Effect of leading-edge curvature actuation on flapping fin performance

TL;DR

This study numerically investigates how leading-edge curvature actuation influences the hydrodynamic performance of flapping fins, revealing that chordwise curvature significantly enhances thrust and efficiency, with potential applications in bio-inspired propulsion.

Contribution

The paper introduces a geometric and numerical framework for modeling ray-membrane fins with controlled leading-edge curvature, coupled with a 3D Navier-Stokes solver to assess performance.

Findings

Chordwise curvature greatly increases thrust and efficiency.

Spanwise curvature provides small additional efficiency benefits.

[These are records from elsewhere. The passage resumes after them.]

//! 互评问卷实体
//!
//! 每个作业任务至多挂一份问卷；没有问卷时评审状态无法结算。

use sea_orm::entity::prelude::*;

#[derive(Clone, Debug, PartialEq, DeriveEntityModel)]
#[sea_orm(table_name = "feedback_surveys")]
pub struct Model {
    #[sea_orm(primary_key)]
    pub id: i64,
    #[sea_orm(unique)]
    pub assignment_id: i64,
    pub template_name: String,
    #[sea_orm(column_type = "Text", nullable)]
    pub instructions: Option<String>,
    pub date_due: Option<i64>,
    pub created_at: i64,
    pub updated_at: i64,
}

#[derive(Copy, Clone, Debug, EnumIter, DeriveRelation)]
pub enum Relation {
    #[sea_orm(
        belongs_to = "super::assignments::Entity",
        from = "Column::AssignmentId",
        to = "super::assignments::Column::Id"
    )]
    Assignment,
    #[sea_orm(has_many = "super::survey_sections::Entity")]
    Sections,
}

impl Related<super::assignments::Entity> for Entity {
    fn to() -> RelationDef {
        Relation::Assignment.def()
    }
}

impl Related<super::survey_sections::Entity> for Entity {
    fn to() -> RelationDef {
        Relation::Sections.def()
    }
}

impl ActiveModelBehavior for ActiveModel {}

impl Model {
    pub fn into_survey(self) -> crate::models::surveys::entities::FeedbackSurvey {
        use crate::models::surveys::entities::FeedbackSurvey;
        use chrono::{DateTime, Utc};

        FeedbackSurvey {
            id: self.id,
            assignment_id: self.assignment_id,
            template_name: self.template_name,
            instructions: self.instructions,
            date_due: self
                .date_due
                .and_then(|ts| DateTime::<Utc>::from_timestamp(ts, 0)),
            created_at: DateTime::<Utc>::from_timestamp(self.created_at, 0).unwrap_or_default(),
            updated_at: DateTime::<Utc>::from_timestamp(self.updated_at, 0).unwrap_or_default(),
        }
    }
}
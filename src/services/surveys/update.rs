use actix_web::{HttpRequest, HttpResponse, Result as ActixResult};
use tracing::info;

use super::SurveyService;
use crate::models::surveys::requests::UpdateSurveyRequest;
use crate::models::{ApiResponse, ErrorCode};

/// 更新问卷
/// PUT /assignments/{assignment_id}/survey
pub async fn update_survey(
    service: &SurveyService,
    request: &HttpRequest,
    assignment_id: i64,
    req: UpdateSurveyRequest,
) -> ActixResult<HttpResponse> {
    let storage = service.get_storage(request);

    let survey = match storage.get_survey_by_assignment_id(assignment_id).await {
        Ok(Some(survey)) => survey,
        Ok(None) => {
            return Ok(HttpResponse::NotFound().json(ApiResponse::error_empty(
                ErrorCode::SurveyNotFound,
                "该作业没有问卷",
            )));
        }
        Err(e) => {
            return Ok(
                HttpResponse::InternalServerError().json(ApiResponse::error_empty(
                    ErrorCode::InternalServerError,
                    format!("查询问卷失败: {e}"),
                )),
            );
        }
    };

    match storage.update_survey(survey.id, req).await {
        Ok(Some(survey)) => {
            info!("Survey {} updated", survey.id);
            Ok(HttpResponse::Ok().json(ApiResponse::success(survey, "问卷更新成功")))
        }
        Ok(None) => Ok(HttpResponse::NotFound().json(ApiResponse::error_empty(
            ErrorCode::SurveyNotFound,
            "问卷不存在",
        ))),
        Err(e) => Ok(
            HttpResponse::InternalServerError().json(ApiResponse::error_empty(
                ErrorCode::InternalServerError,
                format!("更新问卷失败: {e}"),
            )),
        ),
    }
}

Trailing-edge kinematics largely explain performance improvements.

Abstract

Ray-finned fish are able to adapt the curvature of their fins through musculature at the base of the fin. In this work we numerically investigate the effects of such leading-edge curvature actuation on the hydrodynamic performance of a heaving and pitching fin. We present a geometric and numerical framework for constructing the shape of ray-membrane type fins with imposed leading-edge curvatures, under the constraint of membrane inextensibility. This algorithm is coupled with a 3D Navier-Stokes solver, enabling us to assess the hydrodynamic performance of such fins. To determine the space of possible shapes, we present a simple model for leading-edge curvature actuation through two coefficients that determine chordwise and spanwise curvature, respectively. We systematically vary these two parameters through regimes that mimic both passive elastic deformations and active curvatures against the hydrodynamic loading, and compute thrust and power coefficients, as well as hydrodynamic efficiency. Our results demonstrate that both thrust and efficiency are predominantly affected by chordwise curvature, with some small additional benefits of spanwise curvature on efficiency. The main improvements in performance are explained by the altered trailing-edge kinematics arising from leading-edge curvature actuation, which can largely be reproduced by a rigid fin whose trailing-edge kinematics follow that of the curving fin. Changes in fin camber, for fixed trailing-edge kinematics, mostly benefit efficiency. Based on our results, we discuss the use of leading-edge curvature actuation as a robust and versatile way to improve flapping fin performance.